Local Ghost Accosts Pyrography Instructor at Crafts School
IN THE WOODS — A farmhouse ghost was photographed approaching 0.001% famous pyrography instructor Theo Fadel at a local arts and crafts compound near Williamsburg, Massachusetts late Sunday afternoon. The friendly spirit has been known to staff for years and sighted on numerous occasions. “Her name is Fannie. She lives in the farmhouse” said a former staff member who would not give their name. “A few years ago I stayed overnight in the farmhouse by myself” said Fadel. “It’s a little spooky. I’m pretty sure I heard someone dialing a giant telephone in the basement. I definitely did not open the door.”
Fannie is not usually seen at the dining hall and it is unclear why she was approaching the artist and pointing her finger while holding a bible. “She’s probably lost, eh?” observed a random passing dog walker. “Maybe she’s trying to find that girls’ rock and roll camp down the road” added the random dog. The Institute for the Musical Arts is headquarted in the neighboring town of Goshen and offers comprehensive rock and roll finishing for young ladies . Co-founder June Millington was also a co-founder of the 1970’s rock band “Fanny.”
“The lady with a book in her hand?” said a chipmunk whose family has been living under the dining room porch for over 200 generations. “It’s not a bible she carries. It’s more of a notebook of who’s going to get it, or something like that. Her name is Fannie Clary”
Will Pinewood Gnome make bid for St. Patty’s 10k?
HOLYOKE — Pinewood Gnome is training, seen here at Ashley Reservoir, and could return to compete in the Paper City next year. Pinewood was disqualified in 2014 for attempting to shortcut the race. He was caught by helicopter video running along the shoulder of Interstate 91 between Westfield Road and Cherry Street. Mr. Gnome would make no comment.
The 41st Annual St.
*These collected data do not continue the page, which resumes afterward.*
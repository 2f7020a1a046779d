//! Process Runner: launches exactly one checker process per call, captures
//! its complete stdout/stderr, and enforces a deadline and cancellation.

use crate::config::CheckerCommand;
use crate::error::{AnalysisError, AnalysisOutcome};
use crate::model::{ExitClass, RawToolOutput, VersionInfo};
use crate::options::CheckOptions;
use crate::util;
use regex::Regex;
use std::ffi::OsString;
use std::io::{self, Read};
use std::path::{Path, PathBuf};
use std::process::{Child, Command, Stdio};
use std::sync::atomic::{AtomicBool, Ordering};
use std::sync::mpsc::{self, Receiver};
use std::sync::{Arc, Mutex, OnceLock};
use std::thread;
use std::time::{Duration, Instant};

const POLL_INTERVAL: Duration = Duration::from_millis(20);
/// How long to wait for pipes to drain after the process is gone.
const DRAIN_GRACE: Duration = Duration::from_secs(2);
const MAX_CAPTURE_BYTES: usize = 64 * 1024 * 1024;
const VERSION_TIMEOUT: Duration = Duration::from_secs(10);
pub const STDERR_TAIL_BYTES: usize = 2000;

/// Exit codes of `pyright --outputjson`. Anything not listed is `Unknown`.
pub static EXIT_CODE_TABLE: &[(i32, ExitClass, &str)] = &[
    (0, ExitClass::Clean, "no error diagnostics reported"),
    (1, ExitClass::Findings, "error diagnostics reported"),
    (2, ExitClass::Fatal, "fatal error, analysis did not complete"),
    (3, ExitClass::ConfigError, "config file could not be read or parsed"),
    (4, ExitClass::InvalidArguments, "illegal command-line parameters"),
];

/// Stderr fragments that mean the checker itself never ran, whatever the exit code.
pub static STDERR_FAILURE_MARKERS: &[&str] = &[
    "command not found",
    "Cannot find module",
    "npm ERR!",
    "Traceback (most recent call last)",
    "node: not found",
    "env: node: No such file or directory",
    "Error: spawn",
    "is not recognized as an internal or external command",
];

impl ExitClass {
    /// Whether this exit means the checker did not complete an analysis.
    pub fn is_failure(self) -> bool {
        matches!(
            self,
            ExitClass::Fatal | ExitClass::ConfigError | ExitClass::InvalidArguments | ExitClass::Crashed
        )
    }
}

pub fn classify_exit(exit_code: Option<i32>, stderr: &str) -> ExitClass {
    let Some(code) = exit_code else {
        return ExitClass::Crashed;
    };
    let class = EXIT_CODE_TABLE
        .iter()
        .find(|(known, _, _)| *known == code)
        .map(|(_, class, _)| *class)
        .unwrap_or(ExitClass::Unknown);
    if matches!(class, ExitClass::Clean | ExitClass::Findings | ExitClass::Unknown)
        && STDERR_FAILURE_MARKERS
            .iter()
            .any(|marker| stderr.contains(marker))
    {
        return ExitClass::Fatal;
    }
    class
}

/// Shared cancellation flag, set by the protocol layer and polled by the runner.
#[derive(Debug, Clone, Default)]
pub struct CancelToken(Arc<AtomicBool>);

impl CancelToken {
    pub fn new() -> Self {
        Self::default()
    }

    pub fn cancel(&self) {
        self.0.store(true, Ordering::SeqCst);
    }

    pub fn is_cancelled(&self) -> bool {
        self.0.load(Ordering::SeqCst)
    }
}

/// Result of driving a child process to completion.
#[derive(Debug)]
pub enum Completion {
    Finished(RawToolOutput),
    Cancelled,
}

/// One prepared checker invocation.
#[derive(Debug, Clone)]
pub struct PreparedRun {
    pub cwd: PathBuf,
    pub args: Vec<OsString>,
    pub display: Vec<String>,
}

pub struct Runner<'a> {
    checker: &'a CheckerCommand,
}

impl<'a> Runner<'a> {
    pub fn new(checker: &'a CheckerCommand) -> Self {
        Self { checker }
    }

    /// Arguments are derived only from the option table, the optional
    /// project directory and the targets, in that order.
    pub fn prepare(
        &self,
        targets: &[PathBuf],
        options: &CheckOptions,
        project: Option<&Path>,
        cwd: &Path,
    ) -> PreparedRun {
        let mut args: Vec<OsString> = self.checker.prefix_args.clone();
        args.push(OsString::from("--outputjson"));
        if let Some(project) = project {
            args.push(OsString::from("--project"));
            args.push(project.as_os_str().to_os_string());
        }
        args.extend(options.checker_args());
        args.extend(targets.iter().map(|target| target.as_os_str().to_os_string()));

        let mut display = vec![self.checker.program.to_string_lossy().to_string()];
        display.extend(args.iter().map(|arg| arg.to_string_lossy().to_string()));
        PreparedRun {
            cwd: cwd.to_path_buf(),
            args,
            display,
        }
    }

    pub fn run(
        &self,
        invocation: &PreparedRun,
        timeout: Duration,
        cancel: &CancelToken,
    ) -> AnalysisOutcome<RawToolOutput> {
        let mut cmd = Command::new(&self.checker.program);
        cmd.current_dir(&invocation.cwd).args(&invocation.args);
        tracing::debug!(command = ?invocation.display, cwd = %invocation.cwd.display(), "launching checker");
        match execute(cmd, timeout, cancel) {
            Ok(Completion::Finished(output)) => Ok(output),
            Ok(Completion::Cancelled) => Err(AnalysisError::Cancelled),
            Err(err) if err.kind() == io::ErrorKind::NotFound => Err(AnalysisError::acquisition(
                format!(
                    "checker executable not found: {}",
                    self.checker.program.display()
                ),
            )),
            Err(err) => Err(AnalysisError::acquisition(format!(
                "failed to run checker: {err}"
            ))),
        }
    }

    /// Run `<checker> --version` and extract the semantic version.
    pub fn probe_version(&self, cwd: &Path) -> VersionInfo {
        let executable_path = self.checker.display();
        let mut cmd = Command::new(&self.checker.program);
        cmd.current_dir(cwd)
            .args(&self.checker.prefix_args)
            .arg("--version");
        let output = match execute(cmd, VERSION_TIMEOUT, &CancelToken::new()) {
            Ok(Completion::Finished(output)) if !output.timed_out => output,
            Ok(_) => {
                return VersionInfo {
                    version: String::new(),
                    executable_path,
                    supports_outputjson: false,
                };
            }
            Err(err) => {
                tracing::warn!("version probe failed: {err}");
                return VersionInfo {
                    version: String::new(),
                    executable_path,
                    supports_outputjson: false,
                };
            }
        };
        let text = format!("{}\n{}", output.stdout_lossy(), output.stderr_lossy());
        let version = parse_version(&text).unwrap_or_else(|| text.trim().to_string());
        let supports_outputjson = parse_version(&version).is_some();
        VersionInfo {
            version,
            executable_path,
            supports_outputjson,
        }
    }
}

pub fn parse_version(text: &str) -> Option<String> {
    static VERSION: OnceLock<Option<Regex>> = OnceLock::new();
    let re = VERSION
        .get_or_init(|| Regex::new(r"\b(\d+\.\d+\.\d+)\b").ok())
        .as_ref()?;
    re.captures(text)
        .and_then(|caps| caps.get(1))
        .map(|m| m.as_str().to_string())
}

/// Spawn `cmd`, capture both pipes fully, and stop it on timeout or cancellation.
/// On timeout the process is killed and whatever was buffered is returned.
pub fn execute(mut cmd: Command, timeout: Duration, cancel: &CancelToken) -> io::Result<Completion> {
    cmd.stdin(Stdio::null())
        .stdout(Stdio::piped())
        .stderr(Stdio::piped());
    #[cfg(unix)]
    {
        use std::os::unix::process::CommandExt;
        // Own process group so a kill also reaches wrapper-spawned children.
        cmd.process_group(0);
    }

    let start = Instant::now();
    let mut child = cmd.spawn()?;
    let stdout = PipeCapture::start(child.stdout.take());
    let stderr = PipeCapture::start(child.stderr.take());
    let deadline = start + timeout;

    let mut timed_out = false;
    let status = loop {
        match child.try_wait() {
            Ok(Some(status)) => break Some(status),
            Ok(None) => {}
            Err(err) => {
                terminate(&mut child);
                return Err(err);
            }
        }
        if cancel.is_cancelled() {
            terminate(&mut child);
            stdout.finish();
            stderr.finish();
            tracing::debug!("checker cancelled after {}ms", start.elapsed().as_millis());
            return Ok(Completion::Cancelled);
        }
        if Instant::now() >= deadline {
            timed_out = true;
            terminate(&mut child);
            break None;
        }
        thread::sleep(POLL_INTERVAL);
    };

    let output = RawToolOutput {
        stdout: stdout.finish(),
        stderr: stderr.finish(),
        exit_code: status.and_then(|status| status.code()),
        timed_out,
        duration_ms: start.elapsed().as_millis(),
    };
    if timed_out {
        tracing::warn!(
            "checker timed out after {}ms; killed with {} bytes of partial output",
            output.duration_ms,
            output.stdout.len()
        );
    }
    Ok(Completion::Finished(output))
}

fn terminate(child: &mut Child) {
    #[cfg(unix)]
    {
        if let Ok(pid) = i32::try_from(child.id()) {
            // The checker is often a shim (shell or node wrapper) whose own children
            // outlive a plain `child.kill()`; the child leads its own group
            // (`process_group(0)`), so signalling `-pid` reaches all of them.
            // SAFETY: kill(2) takes plain integers and touches no memory we own; the
            // pid is our unreaped child, so the group id cannot have been recycled.
            unsafe {
                libc::kill(-pid, libc::SIGKILL);
            }
        }
    }
    let _ = child.kill();
    let _ = child.wait();
}

/// Reads a pipe on its own thread into a shared buffer so partial output
/// survives even if a stray grandchild keeps the pipe open.
struct PipeCapture {
    buffer: Arc<Mutex<Vec<u8>>>,
    done: Option<Receiver<()>>,
}

impl PipeCapture {
    fn start<R: Read + Send + 'static>(pipe: Option<R>) -> Self {
        let buffer = Arc::new(Mutex::new(Vec::new()));
        let Some(mut pipe) = pipe else {
            return Self { buffer, done: None };
        };
        let (done_tx, done_rx) = mpsc::channel();
        let shared = Arc::clone(&buffer);
        thread::spawn(move || {
            let mut chunk = [0u8; 8192];
            loop {
                match pipe.read(&mut chunk) {
                    Ok(0) => break,
                    Ok(n) => {
                        let mut buf = shared.lock().unwrap_or_else(|poisoned| poisoned.into_inner());
                        let room = MAX_CAPTURE_BYTES.saturating_sub(buf.len());
                        buf.extend_from_slice(&chunk[..n.min(room)]);
                    }
                    Err(err) if err.kind() == io::ErrorKind::Interrupted => continue,
                    Err(_) => break,
                }
            }
            let _ = done_tx.send(());
        });
        Self {
            buffer,
            done: Some(done_rx),
        }
    }

    fn finish(self) -> Vec<u8> {
        if let Some(done) = self.done {
            let _ = done.recv_timeout(DRAIN_GRACE);
        }
        let mut buf = self
            .buffer
            .lock()
            .unwrap_or_else(|poisoned| poisoned.into_inner());
        std::mem::take(&mut *buf)
    }
}

/// Stderr excerpt for error reports.
pub fn stderr_tail(output: &RawToolOutput) -> Option<String> {
    util::tail_str_bytes(&output.stderr_lossy(), STDERR_TAIL_BYTES)
}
Patrick’s Road Race is scheduled for Saturday, March 19, 2016 — the rifle goes off at 1pm sharp.
EXCLUSIVE: Cholmondeley’s Mantrap nearly complete
EASTHAMPTON — The masterwork “Lady Cholmondeley’s Mantrap” shown in this exclusive detail is nearly complete and will be premiered this fall at One Cottage Street in the studio of 0.0001% famous artist Theo Fadel.
Gnome Breaches Nashawannuck Pond
EASTHAMPTON — Early this morning a clay gnome escaped from a high security studio by sliding through a plumbing waste pipe into the One Cottage Street canal. Police believe he is walking along the bottom of Nashawannuck Pond toward the Platinum Pony’s backyard booze deck. Residents of the nearby condominium development are advised to stay inside forever until something else happens.